- **WHAT IS NEEDED**
Count the lines in the entries that contain "collect". Say the number and nothing more.

- **DATA FOR REVIEW**
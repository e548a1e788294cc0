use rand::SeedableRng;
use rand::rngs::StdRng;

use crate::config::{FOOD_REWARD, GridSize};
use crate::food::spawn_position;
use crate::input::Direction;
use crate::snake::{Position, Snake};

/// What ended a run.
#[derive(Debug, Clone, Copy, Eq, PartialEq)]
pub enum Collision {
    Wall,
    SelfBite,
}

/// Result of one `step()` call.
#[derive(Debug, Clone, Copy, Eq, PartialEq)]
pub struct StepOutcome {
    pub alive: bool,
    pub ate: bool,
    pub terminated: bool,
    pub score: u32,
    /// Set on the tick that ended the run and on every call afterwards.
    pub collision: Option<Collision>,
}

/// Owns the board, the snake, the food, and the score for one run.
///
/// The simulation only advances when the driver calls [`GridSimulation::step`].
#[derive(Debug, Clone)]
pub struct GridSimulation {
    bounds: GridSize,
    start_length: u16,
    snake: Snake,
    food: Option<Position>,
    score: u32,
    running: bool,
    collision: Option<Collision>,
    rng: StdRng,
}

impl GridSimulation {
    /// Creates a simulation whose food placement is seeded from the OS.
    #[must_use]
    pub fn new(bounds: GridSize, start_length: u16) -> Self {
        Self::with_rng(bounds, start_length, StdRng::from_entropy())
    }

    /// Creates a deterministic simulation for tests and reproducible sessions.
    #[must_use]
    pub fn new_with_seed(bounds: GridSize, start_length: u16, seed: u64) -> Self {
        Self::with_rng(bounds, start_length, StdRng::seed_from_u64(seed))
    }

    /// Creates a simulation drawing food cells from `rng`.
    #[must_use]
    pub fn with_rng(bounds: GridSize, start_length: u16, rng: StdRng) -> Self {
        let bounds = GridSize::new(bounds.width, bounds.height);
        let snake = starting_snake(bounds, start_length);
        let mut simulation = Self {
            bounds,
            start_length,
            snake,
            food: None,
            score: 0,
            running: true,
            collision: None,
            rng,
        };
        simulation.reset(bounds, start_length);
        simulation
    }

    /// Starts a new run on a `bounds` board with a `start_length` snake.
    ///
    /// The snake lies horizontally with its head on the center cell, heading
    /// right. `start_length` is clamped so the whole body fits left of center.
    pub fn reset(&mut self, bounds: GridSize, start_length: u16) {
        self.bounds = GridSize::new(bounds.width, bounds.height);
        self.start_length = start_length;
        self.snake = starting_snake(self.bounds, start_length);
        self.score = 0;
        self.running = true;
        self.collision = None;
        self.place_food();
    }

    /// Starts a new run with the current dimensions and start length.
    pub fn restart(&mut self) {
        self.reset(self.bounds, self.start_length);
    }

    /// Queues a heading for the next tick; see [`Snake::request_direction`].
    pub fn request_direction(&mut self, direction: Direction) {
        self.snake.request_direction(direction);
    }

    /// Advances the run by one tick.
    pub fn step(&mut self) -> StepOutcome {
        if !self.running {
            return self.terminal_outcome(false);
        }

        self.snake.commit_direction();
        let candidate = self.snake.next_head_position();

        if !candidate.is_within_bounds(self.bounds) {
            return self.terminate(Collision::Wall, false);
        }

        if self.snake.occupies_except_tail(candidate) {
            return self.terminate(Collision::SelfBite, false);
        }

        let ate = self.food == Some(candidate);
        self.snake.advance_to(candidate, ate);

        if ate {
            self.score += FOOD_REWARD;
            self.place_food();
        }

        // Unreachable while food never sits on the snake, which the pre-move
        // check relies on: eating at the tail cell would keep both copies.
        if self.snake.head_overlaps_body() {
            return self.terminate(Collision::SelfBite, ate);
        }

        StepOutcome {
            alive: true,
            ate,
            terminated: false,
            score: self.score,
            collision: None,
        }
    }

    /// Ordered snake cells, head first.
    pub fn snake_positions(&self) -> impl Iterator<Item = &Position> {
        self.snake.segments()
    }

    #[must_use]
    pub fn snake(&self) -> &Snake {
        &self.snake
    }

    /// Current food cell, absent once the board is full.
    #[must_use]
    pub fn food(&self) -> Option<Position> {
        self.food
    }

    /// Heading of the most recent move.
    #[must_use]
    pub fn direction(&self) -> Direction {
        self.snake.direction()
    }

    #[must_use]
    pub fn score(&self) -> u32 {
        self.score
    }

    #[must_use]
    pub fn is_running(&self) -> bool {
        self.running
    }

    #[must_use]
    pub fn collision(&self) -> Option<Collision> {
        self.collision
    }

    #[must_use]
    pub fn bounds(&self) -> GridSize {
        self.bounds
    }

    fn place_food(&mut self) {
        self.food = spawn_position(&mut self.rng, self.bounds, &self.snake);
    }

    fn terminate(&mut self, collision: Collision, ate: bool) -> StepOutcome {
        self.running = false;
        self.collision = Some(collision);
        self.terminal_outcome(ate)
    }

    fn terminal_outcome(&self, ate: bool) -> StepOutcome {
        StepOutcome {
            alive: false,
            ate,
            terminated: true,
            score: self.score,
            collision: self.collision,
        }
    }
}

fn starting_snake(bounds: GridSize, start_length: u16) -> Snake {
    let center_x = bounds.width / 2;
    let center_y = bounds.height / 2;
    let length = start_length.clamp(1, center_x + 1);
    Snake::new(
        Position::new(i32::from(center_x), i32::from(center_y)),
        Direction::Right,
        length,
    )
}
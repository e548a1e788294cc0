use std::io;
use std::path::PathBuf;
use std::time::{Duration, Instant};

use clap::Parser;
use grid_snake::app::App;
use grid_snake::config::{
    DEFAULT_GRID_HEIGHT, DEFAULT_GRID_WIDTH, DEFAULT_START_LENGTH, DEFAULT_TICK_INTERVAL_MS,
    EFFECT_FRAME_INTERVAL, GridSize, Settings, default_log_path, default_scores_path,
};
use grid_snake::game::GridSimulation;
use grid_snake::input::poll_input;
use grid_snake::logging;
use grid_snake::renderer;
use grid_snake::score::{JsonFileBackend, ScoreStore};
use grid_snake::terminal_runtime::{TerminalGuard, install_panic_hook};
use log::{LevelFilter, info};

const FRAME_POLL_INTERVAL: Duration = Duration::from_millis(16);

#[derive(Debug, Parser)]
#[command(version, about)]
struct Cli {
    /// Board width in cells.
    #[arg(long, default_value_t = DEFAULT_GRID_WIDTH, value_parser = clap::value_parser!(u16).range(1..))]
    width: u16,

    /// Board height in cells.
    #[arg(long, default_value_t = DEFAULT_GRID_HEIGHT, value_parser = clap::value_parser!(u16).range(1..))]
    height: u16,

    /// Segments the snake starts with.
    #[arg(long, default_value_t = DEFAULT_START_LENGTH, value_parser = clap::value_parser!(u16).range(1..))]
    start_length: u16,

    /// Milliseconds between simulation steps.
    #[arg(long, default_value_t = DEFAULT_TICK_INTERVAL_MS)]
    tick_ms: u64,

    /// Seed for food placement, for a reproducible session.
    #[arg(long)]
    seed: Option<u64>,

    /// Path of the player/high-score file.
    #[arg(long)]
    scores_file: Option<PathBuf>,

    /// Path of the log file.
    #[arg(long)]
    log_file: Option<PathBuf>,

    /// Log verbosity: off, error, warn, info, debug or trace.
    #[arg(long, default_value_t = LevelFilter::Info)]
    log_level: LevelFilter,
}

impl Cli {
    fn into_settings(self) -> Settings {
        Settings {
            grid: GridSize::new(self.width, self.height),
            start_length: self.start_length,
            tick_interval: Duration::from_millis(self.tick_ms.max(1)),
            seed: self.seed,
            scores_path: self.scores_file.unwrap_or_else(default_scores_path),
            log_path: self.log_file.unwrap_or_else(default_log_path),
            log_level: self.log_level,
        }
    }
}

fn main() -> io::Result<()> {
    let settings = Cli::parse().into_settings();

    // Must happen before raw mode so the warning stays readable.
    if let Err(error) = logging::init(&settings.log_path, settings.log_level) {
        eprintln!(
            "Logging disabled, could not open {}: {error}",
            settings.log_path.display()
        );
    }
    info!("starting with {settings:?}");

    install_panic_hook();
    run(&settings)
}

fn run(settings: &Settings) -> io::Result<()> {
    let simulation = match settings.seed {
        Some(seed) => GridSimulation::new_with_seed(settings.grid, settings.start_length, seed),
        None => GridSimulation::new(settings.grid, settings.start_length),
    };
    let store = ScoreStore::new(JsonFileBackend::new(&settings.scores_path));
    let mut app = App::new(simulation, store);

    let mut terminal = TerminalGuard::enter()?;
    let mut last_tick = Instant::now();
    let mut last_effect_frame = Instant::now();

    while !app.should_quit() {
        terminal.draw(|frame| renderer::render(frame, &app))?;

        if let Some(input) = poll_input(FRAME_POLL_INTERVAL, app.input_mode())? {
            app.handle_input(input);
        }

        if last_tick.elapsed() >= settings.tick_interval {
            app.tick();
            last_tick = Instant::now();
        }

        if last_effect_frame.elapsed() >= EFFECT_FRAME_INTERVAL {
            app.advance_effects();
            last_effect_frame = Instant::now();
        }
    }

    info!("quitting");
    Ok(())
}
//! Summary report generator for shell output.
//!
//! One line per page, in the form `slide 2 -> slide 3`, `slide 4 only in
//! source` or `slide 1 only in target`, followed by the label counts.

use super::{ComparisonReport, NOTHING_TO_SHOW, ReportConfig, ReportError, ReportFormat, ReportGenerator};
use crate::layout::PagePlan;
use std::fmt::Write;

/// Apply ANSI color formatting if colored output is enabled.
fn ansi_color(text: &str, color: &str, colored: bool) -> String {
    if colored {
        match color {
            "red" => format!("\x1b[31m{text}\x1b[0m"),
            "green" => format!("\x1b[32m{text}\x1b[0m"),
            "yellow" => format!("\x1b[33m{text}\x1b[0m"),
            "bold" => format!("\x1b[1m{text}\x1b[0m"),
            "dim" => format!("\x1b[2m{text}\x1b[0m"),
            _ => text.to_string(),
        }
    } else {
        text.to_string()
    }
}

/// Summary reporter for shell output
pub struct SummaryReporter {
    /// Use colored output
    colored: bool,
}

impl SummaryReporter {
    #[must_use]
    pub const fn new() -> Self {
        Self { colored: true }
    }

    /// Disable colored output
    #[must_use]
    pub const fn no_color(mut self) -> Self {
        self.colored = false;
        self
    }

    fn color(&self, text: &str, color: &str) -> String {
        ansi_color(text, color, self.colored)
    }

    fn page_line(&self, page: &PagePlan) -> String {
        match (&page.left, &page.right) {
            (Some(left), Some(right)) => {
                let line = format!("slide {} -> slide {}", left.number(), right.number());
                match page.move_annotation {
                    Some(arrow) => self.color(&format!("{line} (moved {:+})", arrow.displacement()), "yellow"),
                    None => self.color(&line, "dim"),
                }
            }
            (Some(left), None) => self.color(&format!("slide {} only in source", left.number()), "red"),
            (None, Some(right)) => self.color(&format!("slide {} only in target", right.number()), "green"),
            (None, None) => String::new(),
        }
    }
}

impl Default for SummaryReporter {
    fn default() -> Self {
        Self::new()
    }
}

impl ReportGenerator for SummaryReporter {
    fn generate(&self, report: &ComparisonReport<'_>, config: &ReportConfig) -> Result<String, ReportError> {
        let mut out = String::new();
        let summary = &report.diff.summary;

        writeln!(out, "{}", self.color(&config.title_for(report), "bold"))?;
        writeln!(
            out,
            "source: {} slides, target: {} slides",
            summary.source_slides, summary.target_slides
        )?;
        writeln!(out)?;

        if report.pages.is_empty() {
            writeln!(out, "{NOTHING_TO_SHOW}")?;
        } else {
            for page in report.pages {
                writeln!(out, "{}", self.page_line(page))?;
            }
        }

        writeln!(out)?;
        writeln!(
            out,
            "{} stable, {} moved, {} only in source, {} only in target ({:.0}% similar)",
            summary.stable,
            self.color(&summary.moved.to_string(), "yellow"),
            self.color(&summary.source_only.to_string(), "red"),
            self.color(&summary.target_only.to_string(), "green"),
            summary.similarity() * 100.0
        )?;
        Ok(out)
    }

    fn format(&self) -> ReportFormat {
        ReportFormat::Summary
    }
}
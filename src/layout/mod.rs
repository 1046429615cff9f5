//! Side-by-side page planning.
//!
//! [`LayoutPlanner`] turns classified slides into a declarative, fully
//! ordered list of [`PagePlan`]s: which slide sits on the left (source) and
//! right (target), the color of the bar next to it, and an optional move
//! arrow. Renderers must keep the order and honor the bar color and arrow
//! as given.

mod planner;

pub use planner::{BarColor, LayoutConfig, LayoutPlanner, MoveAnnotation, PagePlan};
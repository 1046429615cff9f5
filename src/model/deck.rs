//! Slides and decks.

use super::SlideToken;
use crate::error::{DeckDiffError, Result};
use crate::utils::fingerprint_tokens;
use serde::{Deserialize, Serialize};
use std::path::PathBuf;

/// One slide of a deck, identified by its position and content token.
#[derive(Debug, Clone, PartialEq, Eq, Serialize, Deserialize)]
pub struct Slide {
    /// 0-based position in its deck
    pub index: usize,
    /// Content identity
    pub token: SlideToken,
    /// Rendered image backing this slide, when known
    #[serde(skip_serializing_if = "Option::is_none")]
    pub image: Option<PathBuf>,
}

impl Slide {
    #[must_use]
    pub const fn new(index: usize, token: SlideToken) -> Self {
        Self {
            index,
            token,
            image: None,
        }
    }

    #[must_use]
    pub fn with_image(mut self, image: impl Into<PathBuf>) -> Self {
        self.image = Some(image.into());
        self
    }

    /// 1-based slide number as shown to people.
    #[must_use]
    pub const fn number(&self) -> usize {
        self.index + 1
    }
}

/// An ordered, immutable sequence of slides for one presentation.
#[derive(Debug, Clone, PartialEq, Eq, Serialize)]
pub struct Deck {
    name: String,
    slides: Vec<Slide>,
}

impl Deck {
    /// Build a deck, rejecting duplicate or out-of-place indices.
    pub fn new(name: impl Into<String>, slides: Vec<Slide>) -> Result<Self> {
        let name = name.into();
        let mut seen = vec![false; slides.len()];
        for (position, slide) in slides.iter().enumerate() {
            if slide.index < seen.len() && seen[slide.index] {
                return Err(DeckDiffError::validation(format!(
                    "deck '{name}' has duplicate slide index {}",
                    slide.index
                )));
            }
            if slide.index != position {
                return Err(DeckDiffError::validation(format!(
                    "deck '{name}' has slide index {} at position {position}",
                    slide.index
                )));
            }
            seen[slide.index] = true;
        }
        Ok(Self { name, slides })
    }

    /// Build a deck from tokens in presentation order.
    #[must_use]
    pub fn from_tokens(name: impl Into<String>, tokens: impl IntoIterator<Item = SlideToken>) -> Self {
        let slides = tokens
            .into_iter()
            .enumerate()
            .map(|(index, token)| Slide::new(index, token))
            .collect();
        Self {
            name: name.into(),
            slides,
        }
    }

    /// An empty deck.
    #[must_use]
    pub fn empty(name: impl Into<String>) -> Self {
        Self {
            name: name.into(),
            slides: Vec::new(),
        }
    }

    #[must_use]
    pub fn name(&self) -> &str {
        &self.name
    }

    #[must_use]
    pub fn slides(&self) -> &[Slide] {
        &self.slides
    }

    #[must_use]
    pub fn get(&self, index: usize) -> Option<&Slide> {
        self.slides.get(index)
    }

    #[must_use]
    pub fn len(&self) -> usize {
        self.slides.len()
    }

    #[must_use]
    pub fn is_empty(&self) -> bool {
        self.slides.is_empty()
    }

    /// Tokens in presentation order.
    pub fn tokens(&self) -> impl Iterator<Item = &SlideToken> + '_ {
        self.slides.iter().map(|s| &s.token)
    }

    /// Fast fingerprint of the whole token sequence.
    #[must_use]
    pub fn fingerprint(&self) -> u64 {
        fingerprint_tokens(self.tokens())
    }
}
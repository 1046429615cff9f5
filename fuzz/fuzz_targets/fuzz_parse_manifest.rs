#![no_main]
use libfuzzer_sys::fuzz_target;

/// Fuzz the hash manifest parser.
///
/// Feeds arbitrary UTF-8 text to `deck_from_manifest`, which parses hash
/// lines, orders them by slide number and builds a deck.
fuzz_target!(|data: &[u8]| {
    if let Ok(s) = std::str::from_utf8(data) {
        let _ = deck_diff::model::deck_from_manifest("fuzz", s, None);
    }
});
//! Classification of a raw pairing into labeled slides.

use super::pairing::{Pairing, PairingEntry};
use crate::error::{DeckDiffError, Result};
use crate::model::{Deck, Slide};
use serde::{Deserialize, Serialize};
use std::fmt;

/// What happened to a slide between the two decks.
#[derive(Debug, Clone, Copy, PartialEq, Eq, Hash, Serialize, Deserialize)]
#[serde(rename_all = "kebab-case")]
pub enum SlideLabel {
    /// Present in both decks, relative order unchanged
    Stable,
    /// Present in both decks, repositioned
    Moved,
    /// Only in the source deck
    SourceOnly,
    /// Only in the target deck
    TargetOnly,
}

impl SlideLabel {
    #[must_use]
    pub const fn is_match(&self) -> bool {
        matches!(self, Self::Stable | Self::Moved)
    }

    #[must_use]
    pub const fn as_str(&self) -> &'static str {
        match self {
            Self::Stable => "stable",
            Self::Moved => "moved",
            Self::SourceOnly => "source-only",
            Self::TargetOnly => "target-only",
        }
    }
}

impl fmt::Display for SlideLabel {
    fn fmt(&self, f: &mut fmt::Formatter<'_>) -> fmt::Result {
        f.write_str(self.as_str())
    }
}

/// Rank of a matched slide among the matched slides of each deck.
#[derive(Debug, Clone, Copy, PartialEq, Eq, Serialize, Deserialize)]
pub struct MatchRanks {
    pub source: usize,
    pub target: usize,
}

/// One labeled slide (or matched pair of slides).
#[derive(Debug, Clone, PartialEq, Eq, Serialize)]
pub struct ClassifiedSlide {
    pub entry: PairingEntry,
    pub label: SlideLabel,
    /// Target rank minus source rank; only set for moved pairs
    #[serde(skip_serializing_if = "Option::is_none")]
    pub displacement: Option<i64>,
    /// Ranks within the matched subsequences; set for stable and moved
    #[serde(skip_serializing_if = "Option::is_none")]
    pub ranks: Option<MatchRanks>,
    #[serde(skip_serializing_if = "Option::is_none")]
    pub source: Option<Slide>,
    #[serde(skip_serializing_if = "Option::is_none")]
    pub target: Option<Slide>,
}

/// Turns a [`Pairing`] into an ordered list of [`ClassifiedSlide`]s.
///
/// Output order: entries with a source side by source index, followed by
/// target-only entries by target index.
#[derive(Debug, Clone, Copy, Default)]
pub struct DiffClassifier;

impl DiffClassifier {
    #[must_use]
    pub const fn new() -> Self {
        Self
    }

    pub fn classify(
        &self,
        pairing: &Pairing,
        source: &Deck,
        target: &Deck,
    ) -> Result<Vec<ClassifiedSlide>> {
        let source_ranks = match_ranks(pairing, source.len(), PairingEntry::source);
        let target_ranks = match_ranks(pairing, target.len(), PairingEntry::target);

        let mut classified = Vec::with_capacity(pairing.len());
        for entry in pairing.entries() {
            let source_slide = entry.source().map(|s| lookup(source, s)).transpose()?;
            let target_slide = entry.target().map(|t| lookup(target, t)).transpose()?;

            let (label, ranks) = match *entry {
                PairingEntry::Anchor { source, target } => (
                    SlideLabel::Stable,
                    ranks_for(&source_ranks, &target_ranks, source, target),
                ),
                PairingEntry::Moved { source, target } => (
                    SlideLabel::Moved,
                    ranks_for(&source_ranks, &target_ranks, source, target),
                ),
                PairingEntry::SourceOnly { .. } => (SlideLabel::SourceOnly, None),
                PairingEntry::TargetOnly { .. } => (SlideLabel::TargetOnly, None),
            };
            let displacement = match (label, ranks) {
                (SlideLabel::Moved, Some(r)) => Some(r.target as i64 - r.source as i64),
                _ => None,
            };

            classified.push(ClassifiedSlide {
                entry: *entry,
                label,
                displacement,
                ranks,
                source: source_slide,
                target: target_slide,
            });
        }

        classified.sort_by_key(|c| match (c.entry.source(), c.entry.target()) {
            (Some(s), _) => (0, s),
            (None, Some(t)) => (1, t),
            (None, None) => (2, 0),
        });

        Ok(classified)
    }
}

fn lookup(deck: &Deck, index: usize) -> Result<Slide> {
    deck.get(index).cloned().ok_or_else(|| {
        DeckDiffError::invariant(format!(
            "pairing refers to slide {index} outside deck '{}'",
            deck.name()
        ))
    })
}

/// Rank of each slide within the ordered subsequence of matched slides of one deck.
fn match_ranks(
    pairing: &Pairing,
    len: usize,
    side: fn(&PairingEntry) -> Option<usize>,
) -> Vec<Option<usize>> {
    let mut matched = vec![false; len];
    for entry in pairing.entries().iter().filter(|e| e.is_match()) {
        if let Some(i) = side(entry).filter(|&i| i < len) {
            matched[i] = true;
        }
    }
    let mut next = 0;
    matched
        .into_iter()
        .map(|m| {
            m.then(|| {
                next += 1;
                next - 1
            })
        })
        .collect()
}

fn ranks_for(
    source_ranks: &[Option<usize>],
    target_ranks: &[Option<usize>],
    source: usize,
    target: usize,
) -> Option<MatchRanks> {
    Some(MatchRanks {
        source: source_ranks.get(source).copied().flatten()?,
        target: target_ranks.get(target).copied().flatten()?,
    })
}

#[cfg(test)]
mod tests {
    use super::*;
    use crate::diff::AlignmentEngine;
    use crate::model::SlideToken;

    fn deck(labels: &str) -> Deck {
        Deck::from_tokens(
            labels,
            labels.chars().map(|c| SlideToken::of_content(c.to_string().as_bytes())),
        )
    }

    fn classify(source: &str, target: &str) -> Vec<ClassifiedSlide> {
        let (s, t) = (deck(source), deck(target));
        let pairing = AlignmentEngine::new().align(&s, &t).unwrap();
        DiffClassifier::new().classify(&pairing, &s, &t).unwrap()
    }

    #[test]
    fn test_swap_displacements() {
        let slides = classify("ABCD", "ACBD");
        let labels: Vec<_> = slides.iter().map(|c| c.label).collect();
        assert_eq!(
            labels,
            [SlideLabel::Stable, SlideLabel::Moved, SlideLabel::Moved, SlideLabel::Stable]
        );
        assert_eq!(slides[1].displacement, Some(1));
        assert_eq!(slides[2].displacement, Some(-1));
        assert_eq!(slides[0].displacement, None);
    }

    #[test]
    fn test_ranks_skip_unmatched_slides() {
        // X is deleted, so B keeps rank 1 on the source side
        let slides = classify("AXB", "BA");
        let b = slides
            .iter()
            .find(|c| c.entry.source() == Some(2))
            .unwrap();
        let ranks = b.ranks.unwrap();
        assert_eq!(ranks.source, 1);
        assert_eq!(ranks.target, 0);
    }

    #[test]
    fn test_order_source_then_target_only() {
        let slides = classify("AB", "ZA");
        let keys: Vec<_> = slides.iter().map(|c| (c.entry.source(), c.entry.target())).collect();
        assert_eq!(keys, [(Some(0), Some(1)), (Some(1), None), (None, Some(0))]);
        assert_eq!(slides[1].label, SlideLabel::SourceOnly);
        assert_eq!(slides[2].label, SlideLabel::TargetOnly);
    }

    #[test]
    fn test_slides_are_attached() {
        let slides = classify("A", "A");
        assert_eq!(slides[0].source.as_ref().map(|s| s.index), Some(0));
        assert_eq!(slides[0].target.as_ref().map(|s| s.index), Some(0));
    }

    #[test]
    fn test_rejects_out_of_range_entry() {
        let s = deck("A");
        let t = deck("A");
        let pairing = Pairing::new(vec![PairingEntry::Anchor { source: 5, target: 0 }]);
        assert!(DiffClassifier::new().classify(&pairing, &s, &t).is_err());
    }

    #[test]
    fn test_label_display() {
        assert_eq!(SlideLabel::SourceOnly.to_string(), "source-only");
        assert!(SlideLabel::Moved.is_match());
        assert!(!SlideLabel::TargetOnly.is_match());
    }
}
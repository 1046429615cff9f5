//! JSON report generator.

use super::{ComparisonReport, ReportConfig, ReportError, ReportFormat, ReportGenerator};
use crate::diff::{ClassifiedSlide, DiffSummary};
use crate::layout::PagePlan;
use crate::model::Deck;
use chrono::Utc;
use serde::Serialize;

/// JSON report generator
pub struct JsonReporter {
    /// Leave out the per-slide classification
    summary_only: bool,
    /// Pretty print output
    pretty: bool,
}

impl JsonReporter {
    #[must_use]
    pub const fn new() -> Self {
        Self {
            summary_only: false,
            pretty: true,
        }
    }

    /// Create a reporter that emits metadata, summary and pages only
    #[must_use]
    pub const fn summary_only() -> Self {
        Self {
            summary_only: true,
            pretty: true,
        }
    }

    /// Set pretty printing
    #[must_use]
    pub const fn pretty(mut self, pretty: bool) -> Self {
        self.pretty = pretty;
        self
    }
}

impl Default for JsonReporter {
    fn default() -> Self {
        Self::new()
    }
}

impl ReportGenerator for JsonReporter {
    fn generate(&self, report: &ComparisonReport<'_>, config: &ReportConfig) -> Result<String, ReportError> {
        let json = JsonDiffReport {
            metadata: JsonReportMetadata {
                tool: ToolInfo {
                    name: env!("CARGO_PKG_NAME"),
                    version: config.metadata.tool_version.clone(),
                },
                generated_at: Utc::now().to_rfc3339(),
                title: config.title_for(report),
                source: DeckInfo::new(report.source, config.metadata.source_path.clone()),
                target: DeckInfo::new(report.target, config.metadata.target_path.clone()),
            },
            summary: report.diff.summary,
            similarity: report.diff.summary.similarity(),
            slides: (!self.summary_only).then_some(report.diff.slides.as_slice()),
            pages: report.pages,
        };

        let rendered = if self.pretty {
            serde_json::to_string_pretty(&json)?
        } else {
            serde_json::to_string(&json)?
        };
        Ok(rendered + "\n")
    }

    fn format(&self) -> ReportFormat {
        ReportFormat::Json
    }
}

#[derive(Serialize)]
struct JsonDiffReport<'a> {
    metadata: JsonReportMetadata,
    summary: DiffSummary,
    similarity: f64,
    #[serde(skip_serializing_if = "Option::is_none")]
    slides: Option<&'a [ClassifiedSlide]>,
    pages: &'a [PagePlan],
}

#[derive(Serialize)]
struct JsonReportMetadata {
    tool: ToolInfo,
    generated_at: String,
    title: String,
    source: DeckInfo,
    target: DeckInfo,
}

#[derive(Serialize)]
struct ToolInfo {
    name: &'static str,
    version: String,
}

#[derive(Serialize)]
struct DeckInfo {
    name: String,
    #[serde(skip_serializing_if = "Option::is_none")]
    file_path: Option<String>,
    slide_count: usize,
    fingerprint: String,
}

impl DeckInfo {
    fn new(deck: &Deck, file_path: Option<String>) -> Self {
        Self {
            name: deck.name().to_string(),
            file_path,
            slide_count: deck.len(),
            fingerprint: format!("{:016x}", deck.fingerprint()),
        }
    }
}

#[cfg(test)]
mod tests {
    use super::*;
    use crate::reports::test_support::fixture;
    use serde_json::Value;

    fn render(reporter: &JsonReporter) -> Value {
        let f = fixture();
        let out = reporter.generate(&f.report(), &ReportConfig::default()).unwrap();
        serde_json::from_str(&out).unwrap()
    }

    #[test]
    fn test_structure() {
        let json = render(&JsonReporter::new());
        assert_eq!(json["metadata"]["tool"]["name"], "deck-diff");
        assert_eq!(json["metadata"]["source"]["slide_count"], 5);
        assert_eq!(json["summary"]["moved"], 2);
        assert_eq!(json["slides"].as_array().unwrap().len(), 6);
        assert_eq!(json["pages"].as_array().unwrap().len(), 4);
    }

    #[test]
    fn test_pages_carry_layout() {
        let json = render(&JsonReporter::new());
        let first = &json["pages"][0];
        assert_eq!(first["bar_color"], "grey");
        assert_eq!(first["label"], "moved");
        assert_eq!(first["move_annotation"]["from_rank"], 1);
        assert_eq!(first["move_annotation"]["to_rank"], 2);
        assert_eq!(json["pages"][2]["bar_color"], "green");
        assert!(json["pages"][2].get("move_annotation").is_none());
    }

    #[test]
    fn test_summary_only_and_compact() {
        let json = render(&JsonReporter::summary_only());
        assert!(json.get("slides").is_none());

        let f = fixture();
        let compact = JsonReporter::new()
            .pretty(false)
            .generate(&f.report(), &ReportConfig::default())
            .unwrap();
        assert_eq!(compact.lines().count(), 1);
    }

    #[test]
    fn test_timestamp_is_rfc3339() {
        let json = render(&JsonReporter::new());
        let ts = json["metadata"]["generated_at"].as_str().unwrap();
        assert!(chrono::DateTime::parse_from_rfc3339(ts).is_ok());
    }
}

- **TASK RESULT**
4